--- START ---

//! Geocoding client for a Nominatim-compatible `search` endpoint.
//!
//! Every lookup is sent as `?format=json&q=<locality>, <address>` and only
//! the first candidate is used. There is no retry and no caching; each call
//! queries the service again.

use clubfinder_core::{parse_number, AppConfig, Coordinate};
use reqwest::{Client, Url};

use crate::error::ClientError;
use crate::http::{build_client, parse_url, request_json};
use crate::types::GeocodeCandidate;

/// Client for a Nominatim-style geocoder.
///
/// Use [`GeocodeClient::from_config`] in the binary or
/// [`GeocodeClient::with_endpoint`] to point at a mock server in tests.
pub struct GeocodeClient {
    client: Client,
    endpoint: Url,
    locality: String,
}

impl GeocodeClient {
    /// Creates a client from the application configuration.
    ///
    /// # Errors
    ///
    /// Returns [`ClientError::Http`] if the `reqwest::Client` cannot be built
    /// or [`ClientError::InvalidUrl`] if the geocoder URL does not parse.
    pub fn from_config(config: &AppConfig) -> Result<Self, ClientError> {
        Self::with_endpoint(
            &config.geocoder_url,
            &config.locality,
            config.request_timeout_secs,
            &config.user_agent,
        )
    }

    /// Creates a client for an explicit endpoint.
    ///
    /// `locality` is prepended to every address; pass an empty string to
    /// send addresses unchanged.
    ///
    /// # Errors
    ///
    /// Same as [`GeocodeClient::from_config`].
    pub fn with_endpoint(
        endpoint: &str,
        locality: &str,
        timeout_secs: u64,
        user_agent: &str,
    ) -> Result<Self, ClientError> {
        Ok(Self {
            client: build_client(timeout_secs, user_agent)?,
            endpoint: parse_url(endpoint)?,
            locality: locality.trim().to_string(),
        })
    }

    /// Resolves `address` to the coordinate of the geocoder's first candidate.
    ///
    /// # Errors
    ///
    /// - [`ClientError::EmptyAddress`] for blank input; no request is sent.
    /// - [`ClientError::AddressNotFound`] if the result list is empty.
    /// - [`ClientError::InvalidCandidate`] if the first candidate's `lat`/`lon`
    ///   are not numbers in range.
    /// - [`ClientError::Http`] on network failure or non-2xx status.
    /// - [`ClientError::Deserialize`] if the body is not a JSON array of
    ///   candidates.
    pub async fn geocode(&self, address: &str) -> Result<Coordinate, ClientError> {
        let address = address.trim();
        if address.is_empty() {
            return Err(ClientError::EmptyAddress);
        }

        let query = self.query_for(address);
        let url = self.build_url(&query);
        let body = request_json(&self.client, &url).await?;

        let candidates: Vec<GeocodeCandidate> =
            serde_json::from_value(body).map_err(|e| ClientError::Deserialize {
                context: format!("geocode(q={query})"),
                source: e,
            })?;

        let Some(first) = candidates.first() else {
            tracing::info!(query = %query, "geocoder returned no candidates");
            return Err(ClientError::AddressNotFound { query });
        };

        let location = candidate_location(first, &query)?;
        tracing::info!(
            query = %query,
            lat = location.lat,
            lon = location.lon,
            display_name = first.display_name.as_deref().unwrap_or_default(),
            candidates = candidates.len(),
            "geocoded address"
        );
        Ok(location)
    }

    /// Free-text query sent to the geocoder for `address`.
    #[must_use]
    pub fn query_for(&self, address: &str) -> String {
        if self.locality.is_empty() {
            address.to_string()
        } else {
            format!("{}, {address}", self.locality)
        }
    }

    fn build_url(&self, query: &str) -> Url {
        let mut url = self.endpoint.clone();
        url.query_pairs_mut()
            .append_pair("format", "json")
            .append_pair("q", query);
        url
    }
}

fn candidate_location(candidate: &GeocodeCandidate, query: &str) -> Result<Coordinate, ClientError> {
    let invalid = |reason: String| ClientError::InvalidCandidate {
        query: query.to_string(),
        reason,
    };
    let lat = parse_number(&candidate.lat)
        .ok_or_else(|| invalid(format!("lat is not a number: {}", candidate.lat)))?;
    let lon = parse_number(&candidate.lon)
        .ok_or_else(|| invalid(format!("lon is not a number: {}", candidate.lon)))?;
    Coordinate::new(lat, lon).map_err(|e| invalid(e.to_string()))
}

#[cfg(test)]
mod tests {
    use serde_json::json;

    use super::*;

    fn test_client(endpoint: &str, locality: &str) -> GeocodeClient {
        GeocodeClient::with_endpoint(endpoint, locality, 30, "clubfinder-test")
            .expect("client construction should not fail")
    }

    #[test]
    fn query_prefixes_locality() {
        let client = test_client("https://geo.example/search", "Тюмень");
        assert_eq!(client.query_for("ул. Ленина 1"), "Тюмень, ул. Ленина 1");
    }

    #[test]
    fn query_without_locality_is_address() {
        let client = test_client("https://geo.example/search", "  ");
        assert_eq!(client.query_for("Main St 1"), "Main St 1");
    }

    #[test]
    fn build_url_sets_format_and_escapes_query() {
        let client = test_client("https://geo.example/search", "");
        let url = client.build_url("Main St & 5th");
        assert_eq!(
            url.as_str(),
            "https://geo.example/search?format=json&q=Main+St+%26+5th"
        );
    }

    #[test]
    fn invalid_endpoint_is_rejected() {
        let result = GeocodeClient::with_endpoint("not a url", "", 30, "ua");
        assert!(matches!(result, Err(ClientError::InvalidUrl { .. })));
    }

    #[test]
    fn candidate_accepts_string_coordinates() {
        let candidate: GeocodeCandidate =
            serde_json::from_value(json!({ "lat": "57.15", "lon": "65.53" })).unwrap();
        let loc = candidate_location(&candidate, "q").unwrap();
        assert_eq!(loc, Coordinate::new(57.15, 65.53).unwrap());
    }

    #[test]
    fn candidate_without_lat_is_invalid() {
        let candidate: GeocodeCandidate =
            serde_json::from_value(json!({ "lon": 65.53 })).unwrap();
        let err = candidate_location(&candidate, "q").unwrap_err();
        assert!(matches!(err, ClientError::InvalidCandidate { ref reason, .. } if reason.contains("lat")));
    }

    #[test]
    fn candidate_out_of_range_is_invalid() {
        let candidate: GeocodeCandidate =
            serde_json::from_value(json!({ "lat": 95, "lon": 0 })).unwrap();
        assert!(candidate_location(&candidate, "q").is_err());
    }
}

--- END ---
--- START ---

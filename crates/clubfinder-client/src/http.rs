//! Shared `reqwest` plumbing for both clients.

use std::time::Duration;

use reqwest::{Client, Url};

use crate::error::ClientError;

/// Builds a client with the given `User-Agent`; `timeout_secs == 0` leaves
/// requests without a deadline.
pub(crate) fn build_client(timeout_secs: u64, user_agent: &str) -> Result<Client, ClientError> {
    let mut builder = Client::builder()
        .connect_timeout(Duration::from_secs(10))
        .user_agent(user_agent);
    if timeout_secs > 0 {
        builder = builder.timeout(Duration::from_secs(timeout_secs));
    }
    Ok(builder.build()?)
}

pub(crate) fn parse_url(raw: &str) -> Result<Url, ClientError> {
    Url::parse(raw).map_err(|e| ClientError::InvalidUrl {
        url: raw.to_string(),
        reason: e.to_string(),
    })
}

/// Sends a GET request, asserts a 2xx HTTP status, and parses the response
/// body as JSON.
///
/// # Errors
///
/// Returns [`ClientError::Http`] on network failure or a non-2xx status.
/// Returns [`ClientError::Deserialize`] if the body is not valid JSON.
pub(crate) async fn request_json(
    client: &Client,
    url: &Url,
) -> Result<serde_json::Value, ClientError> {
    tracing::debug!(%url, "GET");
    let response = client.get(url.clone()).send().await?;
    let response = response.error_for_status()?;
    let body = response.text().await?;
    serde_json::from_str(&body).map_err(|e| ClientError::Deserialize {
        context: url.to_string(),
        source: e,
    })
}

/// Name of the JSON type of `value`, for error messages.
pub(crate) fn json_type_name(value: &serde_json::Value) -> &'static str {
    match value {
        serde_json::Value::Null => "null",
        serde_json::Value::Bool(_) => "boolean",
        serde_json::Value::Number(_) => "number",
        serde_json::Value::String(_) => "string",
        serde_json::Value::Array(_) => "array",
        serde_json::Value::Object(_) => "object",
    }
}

--- END ---
--- START ---

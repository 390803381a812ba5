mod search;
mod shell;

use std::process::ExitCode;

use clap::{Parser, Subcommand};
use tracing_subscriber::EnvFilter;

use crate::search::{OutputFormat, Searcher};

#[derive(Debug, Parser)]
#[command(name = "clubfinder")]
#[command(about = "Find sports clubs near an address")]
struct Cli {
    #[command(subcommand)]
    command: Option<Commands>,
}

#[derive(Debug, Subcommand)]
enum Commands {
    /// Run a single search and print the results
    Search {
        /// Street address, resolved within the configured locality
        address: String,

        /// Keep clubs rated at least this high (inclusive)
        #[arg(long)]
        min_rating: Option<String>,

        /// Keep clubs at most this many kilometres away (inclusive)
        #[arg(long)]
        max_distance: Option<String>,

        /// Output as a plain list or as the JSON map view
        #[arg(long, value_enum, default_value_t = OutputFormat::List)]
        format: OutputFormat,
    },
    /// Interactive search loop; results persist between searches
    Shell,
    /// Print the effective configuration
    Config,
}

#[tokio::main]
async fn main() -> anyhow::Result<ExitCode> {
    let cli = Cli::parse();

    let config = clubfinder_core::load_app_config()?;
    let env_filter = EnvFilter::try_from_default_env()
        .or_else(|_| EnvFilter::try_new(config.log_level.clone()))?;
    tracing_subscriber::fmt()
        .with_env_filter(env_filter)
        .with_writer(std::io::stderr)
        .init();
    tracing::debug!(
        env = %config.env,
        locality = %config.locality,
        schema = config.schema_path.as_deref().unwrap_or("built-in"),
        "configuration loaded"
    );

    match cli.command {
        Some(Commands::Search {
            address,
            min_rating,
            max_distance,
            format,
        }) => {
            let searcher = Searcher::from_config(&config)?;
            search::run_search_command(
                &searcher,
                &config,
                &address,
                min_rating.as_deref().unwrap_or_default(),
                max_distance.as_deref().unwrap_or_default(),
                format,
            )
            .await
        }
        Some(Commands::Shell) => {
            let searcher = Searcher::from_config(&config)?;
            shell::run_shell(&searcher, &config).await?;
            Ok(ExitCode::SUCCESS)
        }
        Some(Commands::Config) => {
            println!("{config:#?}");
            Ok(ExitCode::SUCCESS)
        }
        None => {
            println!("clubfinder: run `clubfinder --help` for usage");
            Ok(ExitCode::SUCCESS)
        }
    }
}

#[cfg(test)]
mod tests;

--- END ---

One number is all the reply should hold: how many lines in these records include the word "array".

2